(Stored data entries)
use yew::prelude::*;

/// Line icons drawn from Lucide (https://lucide.dev) path data.
#[derive(Debug, Clone, Copy, PartialEq)]
pub enum IconName {
    // Navigation
    ChevronLeft,
    ChevronRight,
    ArrowUp,
    ExternalLink,
    LogOut,

    // Content
    FileText,
    Folder,
    Image,
    MessageSquare,
    Users,
    Layout,
    Settings,
    Eye,
    Clock,

    // Actions
    Search,
    X,
    Menu,
    Plus,
    Pencil,
    Trash,
    Copy,
    Check,
    Heart,
    Bookmark,
    Share,
    Mail,
}

impl IconName {
    pub fn path(&self) -> &'static str {
        match self {
            IconName::ChevronLeft => "m15 18-6-6 6-6",
            IconName::ChevronRight => "m9 18 6-6-6-6",
            IconName::ArrowUp => "m18 15-6-6-6 6",
            IconName::ExternalLink => "M15 3h6v6M10 14 21 3M18 13v6a2 2 0 0 1-2 2H5a2 2 0 0 1-2-2V8a2 2 0 0 1 2-2h6",
            IconName::LogOut => "M9 21H5a2 2 0 0 1-2-2V5a2 2 0 0 1 2-2h4M16 17l5-5-5-5M21 12H9",

            IconName::FileText => {
                "M14 2H6a2 2 0 0 0-2 2v16a2 2 0 0 0 2 2h12a2 2 0 0 0 2-2V8zM14 2v6h6M16 13H8M16 \
                 17H8M10 9H8"
            },
            IconName::Folder => {
                "M20 20a2 2 0 0 0 2-2V8a2 2 0 0 0-2-2h-7.9a2 2 0 0 1-1.69-.9L9.6 3.9A2 2 0 0 0 \
                 7.93 3H4a2 2 0 0 0-2 2v13a2 2 0 0 0 2 2z"
            },
            IconName::Image => {
                "M5 3h14a2 2 0 0 1 2 2v14a2 2 0 0 1-2 2H5a2 2 0 0 1-2-2V5a2 2 0 0 1 2-2zM21 15l-5-5L5 \
                 21M8.5 10a1.5 1.5 0 1 0 0-3 1.5 1.5 0 0 0 0 3z"
            },
            IconName::MessageSquare => "M21 15a2 2 0 0 1-2 2H7l-4 4V5a2 2 0 0 1 2-2h14a2 2 0 0 1 2 2z",
            IconName::Users => {
                "M16 21v-2a4 4 0 0 0-4-4H6a4 4 0 0 0-4 4v2M9 11a4 4 0 1 0 0-8 4 4 0 0 0 0 8zM22 \
                 21v-2a4 4 0 0 0-3-3.87M16 3.13a4 4 0 0 1 0 7.75"
            },
            IconName::Layout => "M5 3h14a2 2 0 0 1 2 2v14a2 2 0 0 1-2 2H5a2 2 0 0 1-2-2V5a2 2 0 0 1 2-2zM3 9h18M9 21V9",
            IconName::Settings => {
                "M12 15a3 3 0 1 0 0-6 3 3 0 0 0 0 6zM19.4 15a1.65 1.65 0 0 0 .33 1.82l.06.06a2 2 0 \
                 1 1-2.83 2.83l-.06-.06a1.65 1.65 0 0 0-2.73 1.17V21a2 2 0 1 1-4 0v-.09a1.65 1.65 \
                 0 0 0-2.73-1.17l-.06.06a2 2 0 1 1-2.83-2.83l.06-.06A1.65 1.65 0 0 0 3.43 \
                 14H3a2 2 0 1 1 0-4h.09a1.65 1.65 0 0 0 1.17-2.73l-.06-.06a2 2 0 1 1 \
                 2.83-2.83l.06.06A1.65 1.65 0 0 0 10 3.43V3a2 2 0 1 1 4 0v.09a1.65 1.65 0 0 0 \
                 2.73 1.17l.06-.06a2 2 0 1 1 2.83 2.83l-.06.06A1.65 1.65 0 0 0 20.57 10H21a2 2 0 1 \
                 1 0 4h-.09a1.65 1.65 0 0 0-1.51 1z"
            },
            IconName::Eye => "M1 12s4-8 11-8 11 8 11 8-4 8-11 8-11-8-11-8zM12 15a3 3 0 1 0 0-6 3 3 0 0 0 0 6z",
            IconName::Clock => "M12 22a10 10 0 1 0 0-20 10 10 0 0 0 0 20zM12 6v6l4 2",

            IconName::Search => "m21 21-6-6m2-5a7 7 0 1 1-14 0 7 7 0 0 1 14 0z",
            IconName::X => "M18 6 6 18M6 6l12 12",
            IconName::Menu => "M4 12h16M4 6h16M4 18h16",
            IconName::Plus => "M12 5v14M5 12h14",
            IconName::Pencil => "M17 3a2.85 2.85 0 1 1 4 4L7.5 20.5 2 22l1.5-5.5z",
            IconName::Trash => "M3 6h18M19 6v14a2 2 0 0 1-2 2H7a2 2 0 0 1-2-2V6M8 6V4a2 2 0 0 1 2-2h4a2 2 0 0 1 2 2v2",
            IconName::Copy => {
                "M10 8h10a2 2 0 0 1 2 2v10a2 2 0 0 1-2 2H10a2 2 0 0 1-2-2V10a2 2 0 0 1 2-2zM4 16a2 2 \
                 0 0 1-2-2V4a2 2 0 0 1 2-2h10a2 2 0 0 1 2 2"
            },
            IconName::Check => "M20 6 9 17l-5-5",
            IconName::Heart => {
                "M20.84 4.61a5.5 5.5 0 0 0-7.78 0L12 5.67l-1.06-1.06a5.5 5.5 0 0 0-7.78 7.78l1.06 \
                 1.06L12 21.23l7.78-7.78 1.06-1.06a5.5 5.5 0 0 0 0-7.78z"
            },
            IconName::Bookmark => "m19 21-7-4-7 4V5a2 2 0 0 1 2-2h10a2 2 0 0 1 2 2z",
            IconName::Share => {
                "M18 8a3 3 0 1 0 0-6 3 3 0 0 0 0 6zM6 15a3 3 0 1 0 0-6 3 3 0 0 0 0 6zM18 22a3 3 0 1 \
                 0 0-6 3 3 0 0 0 0 6zM8.59 13.51l6.83 3.98M15.41 6.51l-6.82 3.98"
            },
            IconName::Mail => {
                "M4 4h16a2 2 0 0 1 2 2v12a2 2 0 0 1-2 2H4a2 2 0 0 1-2-2V6a2 2 0 0 1 2-2zM22 6l-10 7L2 6"
            },
        }
    }

    /// Shapes that read better filled when toggled on.
    pub fn can_fill(&self) -> bool {
        matches!(self, IconName::Heart | IconName::Bookmark)
    }
}

#[derive(Properties, PartialEq)]
pub struct IconProps {
    pub name: IconName,

    #[prop_or(20)]
    pub size: u32,

    #[prop_or_else(|| "currentColor".to_string())]
    pub color: String,

    /// Fill the shape with the stroke color.
    #[prop_or_default]
    pub filled: bool,

    #[prop_or_default]
    pub class: Classes,
}

#[function_component(Icon)]
pub fn icon(props: &IconProps) -> Html {
    let IconProps {
        name,
        size,
        color,
        filled,
        class,
    } = props;

    let stroke_width = if *size <= 16 { 2.5 } else { 2.0 };
    let fill = if *filled && name.can_fill() { color.clone() } else { "none".to_string() };

    html! {
        <svg
            class={classes!(
                "inline-flex",
                "items-center",
                "justify-center",
                "shrink-0",
                "transition-all",
                "duration-200",
                class.clone()
            )}
            width={size.to_string()}
            height={size.to_string()}
            viewBox="0 0 24 24"
            fill={fill}
            stroke={color.clone()}
            stroke-width={stroke_width.to_string()}
            stroke-linecap="round"
            stroke-linejoin="round"
            xmlns="http://www.w3.org/2000/svg"
            aria-hidden="true"
        >
            <path d={name.path()} />
        </svg>
    }
}

/// Square icon button used in admin tables.
#[derive(Properties, PartialEq)]
pub struct IconButtonProps {
    pub icon: IconName,

    #[prop_or(18)]
    pub size: u32,

    #[prop_or_default]
    pub onclick: Callback<MouseEvent>,

    #[prop_or_default]
    pub class: Classes,

    #[prop_or_default]
    pub title: AttrValue,

    #[prop_or_default]
    pub disabled: bool,
}

#[function_component(IconButton)]
pub fn icon_button(props: &IconButtonProps) -> Html {
    let IconButtonProps {
        icon,
        size,
        onclick,
        class,
        title,
        disabled,
    } = props;

    let button_class = classes!(
        "inline-flex",
        "items-center",
        "justify-center",
        "w-9",
        "h-9",
        "rounded-lg",
        "text-[var(--muted)]",
        "transition-colors",
        "duration-100",
        "hover:bg-[var(--surface-alt)]",
        "hover:text-[var(--primary)]",
        "disabled:opacity-40",
        "disabled:cursor-not-allowed",
        class.clone()
    );

    html! {
        <button
            class={button_class}
            onclick={onclick}
            disabled={*disabled}
            title={title.clone()}
            aria-label={title.clone()}
            type="button"
        >
            <Icon name={*icon} size={*size} />
        </button>
    }
}
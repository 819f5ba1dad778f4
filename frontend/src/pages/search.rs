use omega_news_shared::views;
use serde::{Deserialize, Serialize};
use web_sys::HtmlInputElement;
use yew::prelude::*;
use yew_router::prelude::*;

use super::{empty_state, with_sidebar};
use crate::{
    components::{
        article_card::{ArticleCard, CardVariant},
        icons::{Icon, IconName},
    },
    data_context::use_data,
    router::Route,
    seo::apply_page_meta,
};

/// `?q=` of the search route.
#[derive(Debug, Clone, Default, PartialEq, Serialize, Deserialize)]
pub struct SearchQuery {
    #[serde(default)]
    pub q: String,
}

#[function_component(SearchPage)]
pub fn search_page() -> Html {
    let ctx = use_data();
    let location = use_location();
    let navigator = use_navigator();
    let query = location
        .as_ref()
        .and_then(|loc| loc.query::<SearchQuery>().ok())
        .unwrap_or_default()
        .q;
    let term = use_state(|| query.clone());

    {
        let term = term.clone();
        use_effect_with(query.clone(), move |query| {
            term.set(query.clone());
            apply_page_meta(&format!("Search: {query}"), None);
            || ()
        });
    }

    let on_input = {
        let term = term.clone();
        Callback::from(move |event: InputEvent| {
            if let Some(target) = event.target_dyn_into::<HtmlInputElement>() {
                term.set(target.value());
            }
        })
    };

    let on_submit = {
        let term = term.clone();
        Callback::from(move |event: SubmitEvent| {
            event.prevent_default();
            let Some(navigator) = navigator.as_ref() else {
                return;
            };
            let target = SearchQuery {
                q: (*term).clone(),
            };
            if let Err(err) = navigator.replace_with_query(&Route::Search, &target) {
                web_sys::console::error_1(&format!("search navigation failed: {err}").into());
            }
        })
    };

    let Some(ctx) = ctx else {
        return html! {};
    };
    let results = views::search(ctx.store().articles(), &query);

    let listing = if results.is_empty() {
        empty_state("No articles matched your search. Try different keywords.")
    } else {
        html! {
            <div class="space-y-10">
                { for results.iter().map(|article| html! {
                    <ArticleCard key={article.id.clone()} article={article.clone()} variant={CardVariant::Horizontal} />
                }) }
            </div>
        }
    };

    let heading = if query.trim().is_empty() {
        format!("Showing all {} articles", results.len())
    } else {
        format!("{} results for \"{}\"", results.len(), query.trim())
    };

    html! {
        <div class="container mx-auto px-4 py-8">
            <div class="mb-10 bg-[var(--surface-alt)] px-6 py-12 text-center">
                <h1 class="mb-6 font-serif text-3xl font-black md:text-4xl">{ "Search" }</h1>
                <form class="relative mx-auto max-w-2xl" onsubmit={on_submit}>
                    <input
                        type="text"
                        placeholder="Type to search..."
                        class="w-full border-2 border-[var(--border)] p-4 pr-14 text-lg focus:border-[var(--primary)] focus:outline-none"
                        value={(*term).clone()}
                        oninput={on_input}
                    />
                    <button type="submit" class="absolute right-4 top-1/2 -translate-y-1/2 text-[var(--muted)] hover:text-[var(--primary)]" aria-label="Search">
                        <Icon name={IconName::Search} size={24} />
                    </button>
                </form>
            </div>
            { with_sidebar(html! {
                <>
                    <h2 class="mb-8 border-b border-[var(--border)] pb-4 text-xl font-bold">{ heading }</h2>
                    { listing }
                </>
            }) }
        </div>
    }
}
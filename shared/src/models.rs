//! Records held by the content store.
//!
//! Field names serialize in camelCase so the JSON written to browser storage
//! keeps the layout existing installs already have on disk.

use serde::{Deserialize, Serialize};

/// Links shown on an author profile.
#[derive(Debug, Clone, Default, PartialEq, Eq, Serialize, Deserialize)]
pub struct AuthorSocial {
    /// Twitter profile URL.
    #[serde(default, skip_serializing_if = "Option::is_none")]
    pub twitter: Option<String>,
    /// Facebook profile URL.
    #[serde(default, skip_serializing_if = "Option::is_none")]
    pub facebook: Option<String>,
    /// LinkedIn profile URL.
    #[serde(default, skip_serializing_if = "Option::is_none")]
    pub linkedin: Option<String>,
}

impl AuthorSocial {
    /// True when no link is set.
    pub fn is_empty(&self) -> bool {
        self.twitter.is_none() && self.facebook.is_none() && self.linkedin.is_none()
    }
}

/// A staff member. Articles embed a copy of this record rather than a
/// reference, so edits here never reach already-published articles.
#[derive(Debug, Clone, PartialEq, Eq, Serialize, Deserialize)]
#[serde(rename_all = "camelCase")]
pub struct Author {
    /// Unique id.
    pub id: String,
    /// Display name, also the key of the public author page.
    pub name: String,
    /// Avatar image URL.
    pub avatar: String,
    /// Short biography.
    #[serde(default, skip_serializing_if = "Option::is_none")]
    pub bio: Option<String>,
    /// Job title such as `Senior Editor`.
    #[serde(default, skip_serializing_if = "Option::is_none")]
    pub role: Option<String>,
    /// Contact address.
    #[serde(default, skip_serializing_if = "Option::is_none")]
    pub email: Option<String>,
    /// Social profile links.
    #[serde(default, skip_serializing_if = "Option::is_none")]
    pub social: Option<AuthorSocial>,
}

/// A news post.
#[derive(Debug, Clone, PartialEq, Eq, Serialize, Deserialize)]
#[serde(rename_all = "camelCase")]
pub struct Article {
    /// Unique id.
    pub id: String,
    /// Headline.
    pub title: String,
    /// Teaser shown on cards.
    pub excerpt: String,
    /// HTML or Markdown body.
    pub content: String,
    /// Category name. Not a reference; renaming a category leaves this as is.
    pub category: String,
    /// Author copy taken when the post was saved.
    pub author: Author,
    /// Publish date, `YYYY-MM-DD`.
    pub date: String,
    /// Featured image URL.
    pub image_url: String,
    /// Free-form tags.
    #[serde(default)]
    pub tags: Vec<String>,
    /// Detail page view counter.
    #[serde(default)]
    pub views: u64,
}

/// A section of the site.
#[derive(Debug, Clone, PartialEq, Eq, Serialize, Deserialize)]
pub struct Category {
    /// Unique id.
    pub id: String,
    /// Display name, matched against [`Article::category`].
    pub name: String,
    /// URL segment.
    pub slug: String,
}

/// Moderation state of a comment.
#[derive(Debug, Clone, Copy, PartialEq, Eq, Hash, Serialize, Deserialize)]
#[serde(rename_all = "lowercase")]
pub enum CommentStatus {
    /// Visible on the article page.
    Approved,
    /// Waiting for moderation.
    Pending,
    /// Hidden.
    Rejected,
}

impl CommentStatus {
    /// Every status, in moderation order.
    pub const ALL: [CommentStatus; 3] =
        [CommentStatus::Pending, CommentStatus::Approved, CommentStatus::Rejected];

    /// Lowercase name as stored.
    pub fn as_str(&self) -> &'static str {
        match self {
            CommentStatus::Approved => "approved",
            CommentStatus::Pending => "pending",
            CommentStatus::Rejected => "rejected",
        }
    }

    /// Parse a stored name or a CLI verb (`approve`, `reject`).
    pub fn parse(raw: &str) -> Option<Self> {
        match raw.trim().to_ascii_lowercase().as_str() {
            "approved" | "approve" => Some(CommentStatus::Approved),
            "pending" => Some(CommentStatus::Pending),
            "rejected" | "reject" => Some(CommentStatus::Rejected),
            _ => None,
        }
    }
}

impl std::fmt::Display for CommentStatus {
    fn fmt(&self, f: &mut std::fmt::Formatter<'_>) -> std::fmt::Result {
        f.write_str(self.as_str())
    }
}

/// A reader comment.
#[derive(Debug, Clone, PartialEq, Eq, Serialize, Deserialize)]
pub struct Comment {
    /// Unique id.
    pub id: String,
    /// Name typed by the reader.
    pub author: String,
    /// Date posted.
    pub date: String,
    /// Comment text.
    pub content: String,
    /// Avatar image URL.
    #[serde(default)]
    pub avatar: String,
    /// Moderation state; absent means pending.
    #[serde(default, skip_serializing_if = "Option::is_none")]
    pub status: Option<CommentStatus>,
}

impl Comment {
    /// Status with the stored default applied: a comment that was never
    /// moderated is pending.
    pub fn effective_status(&self) -> CommentStatus {
        self.status.unwrap_or(CommentStatus::Pending)
    }
}

/// Publication state of a [`Page`].
#[derive(Debug, Clone, Copy, PartialEq, Eq, Serialize, Deserialize)]
#[serde(rename_all = "lowercase")]
pub enum PageStatus {
    /// Only reachable through the admin preview.
    Draft,
    /// Routable by slug.
    Published,
}

impl PageStatus {
    /// Lowercase name as stored.
    pub fn as_str(&self) -> &'static str {
        match self {
            PageStatus::Draft => "draft",
            PageStatus::Published => "published",
        }
    }
}

/// A free-standing CMS page (about, imprint, landing pages, ...).
#[derive(Debug, Clone, PartialEq, Eq, Serialize, Deserialize)]
#[serde(rename_all = "camelCase")]
pub struct Page {
    /// Unique id.
    pub id: String,
    /// Heading.
    pub title: String,
    /// URL segment under `/page/`.
    pub slug: String,
    /// HTML or Markdown body.
    pub content: String,
    /// Draft or published.
    pub status: PageStatus,
    /// Overrides the document title.
    #[serde(default, skip_serializing_if = "Option::is_none")]
    pub meta_title: Option<String>,
    /// Meta description.
    #[serde(default, skip_serializing_if = "Option::is_none")]
    pub meta_description: Option<String>,
    /// Banner image URL.
    #[serde(default, skip_serializing_if = "Option::is_none")]
    pub hero_image: Option<String>,
    /// RFC 3339 stamp of the last save.
    pub last_updated: String,
}

impl Page {
    /// True once the page is published.
    pub fn is_published(&self) -> bool {
        self.status == PageStatus::Published
    }

    /// Title used for the document head.
    pub fn head_title(&self) -> &str {
        self.meta_title
            .as_deref()
            .map(str::trim)
            .filter(|value| !value.is_empty())
            .unwrap_or(&self.title)
    }
}

/// One header menu entry.
#[derive(Debug, Clone, PartialEq, Eq, Serialize, Deserialize)]
#[serde(rename_all = "camelCase")]
pub struct NavItem {
    /// Text shown in the menu.
    pub label: String,
    /// Site path the entry links to.
    pub path: String,
    /// Whether the path is a category page.
    pub is_category: bool,
}

/// Site-wide singleton edited from the admin settings screen.
#[derive(Debug, Clone, PartialEq, Eq, Serialize, Deserialize)]
#[serde(rename_all = "camelCase")]
pub struct SiteSettings {
    /// Document title suffix.
    pub site_title: String,
    /// Show advertisement placeholders.
    pub show_ads: bool,
    /// Logo text in header and footer.
    pub logo_text: String,
    /// Copyright line.
    pub footer_text: String,
    /// Header menu.
    #[serde(default)]
    pub navigation: Vec<NavItem>,
}

/// An uploaded asset.
#[derive(Debug, Clone, PartialEq, Eq, Serialize, Deserialize)]
pub struct MediaItem {
    /// Unique id.
    pub id: String,
    /// Asset URL.
    pub url: String,
    /// File name.
    pub name: String,
    /// Asset type, `image` for now.
    #[serde(rename = "type")]
    pub kind: String,
    /// RFC 3339 stamp of the upload.
    pub date: String,
}

/// Tone of a toast.
#[derive(Debug, Clone, Copy, PartialEq, Eq, Serialize, Deserialize)]
#[serde(rename_all = "lowercase")]
pub enum ToastKind {
    /// An action went through.
    Success,
    /// An action failed.
    Error,
    /// Neutral notice.
    Info,
}

/// A transient notification. Never persisted.
#[derive(Debug, Clone, PartialEq, Eq, Serialize, Deserialize)]
pub struct ToastMessage {
    /// Unique id.
    pub id: String,
    /// Tone.
    #[serde(rename = "type")]
    pub kind: ToastKind,
    /// Text shown to the user.
    pub message: String,
}

#[cfg(test)]
mod tests {
    use super::*;

    #[test]
    fn article_uses_browser_field_names() {
        let raw = r#"{
            "id": "1",
            "title": "Summit",
            "excerpt": "Leaders agree",
            "content": "<p>body</p>",
            "category": "World",
            "author": { "id": "a1", "name": "Sarah Jenkins", "avatar": "a.png" },
            "date": "2023-10-24",
            "imageUrl": "https://example.com/1.jpg",
            "tags": ["Climate"],
            "views": 12500
        }"#;
        let article: Article = serde_json::from_str(raw).expect("parse article");
        assert_eq!(article.image_url, "https://example.com/1.jpg");
        assert_eq!(article.author.name, "Sarah Jenkins");
        assert_eq!(article.views, 12500);

        let value = serde_json::to_value(&article).expect("serialize article");
        assert!(value.get("imageUrl").is_some());
        assert!(value.get("image_url").is_none());
        assert!(value["author"].get("bio").is_none());
    }

    #[test]
    fn comment_without_status_reads_as_pending() {
        let raw = r#"{"id":"1","author":"James","date":"2023-10-25T10:30:00","content":"hi","avatar":""}"#;
        let comment: Comment = serde_json::from_str(raw).expect("parse comment");
        assert_eq!(comment.status, None);
        assert_eq!(comment.effective_status(), CommentStatus::Pending);
    }

    #[test]
    fn media_and_toast_kind_serialize_as_type() {
        let item = MediaItem {
            id: "1".to_string(),
            url: "u".to_string(),
            name: "n.jpg".to_string(),
            kind: "image".to_string(),
            date: "2024-01-01T00:00:00.000Z".to_string(),
        };
        let value = serde_json::to_value(&item).expect("serialize media");
        assert_eq!(value["type"], "image");

        let toast = ToastMessage {
            id: "t".to_string(),
            kind: ToastKind::Error,
            message: "boom".to_string(),
        };
        let value = serde_json::to_value(&toast).expect("serialize toast");
        assert_eq!(value["type"], "error");
    }

    #[test]
    fn page_head_title_prefers_meta_title() {
        let mut page = Page {
            id: "p1".to_string(),
            title: "About".to_string(),
            slug: "about-us".to_string(),
            content: String::new(),
            status: PageStatus::Draft,
            meta_title: Some("  ".to_string()),
            meta_description: None,
            hero_image: None,
            last_updated: "2024-01-01T00:00:00.000Z".to_string(),
        };
        assert_eq!(page.head_title(), "About");
        page.meta_title = Some("About OmegaNews".to_string());
        assert_eq!(page.head_title(), "About OmegaNews");
        assert!(!page.is_published());
    }

    #[test]
    fn comment_status_parses_cli_verbs() {
        assert_eq!(CommentStatus::parse("approve"), Some(CommentStatus::Approved));
        assert_eq!(CommentStatus::parse(" Rejected "), Some(CommentStatus::Rejected));
        assert_eq!(CommentStatus::parse("spam"), None);
    }
}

• _REQUIRED ACTION_: Filter the records above down to the lines that hold the string "Jenkins".

• _SOLUTION TO THIS TASK_:
            "author": { "id": "a1", "name": "Sarah Jenkins", "avatar": "a.png" },
        assert_eq!(article.author.name, "Sarah Jenkins");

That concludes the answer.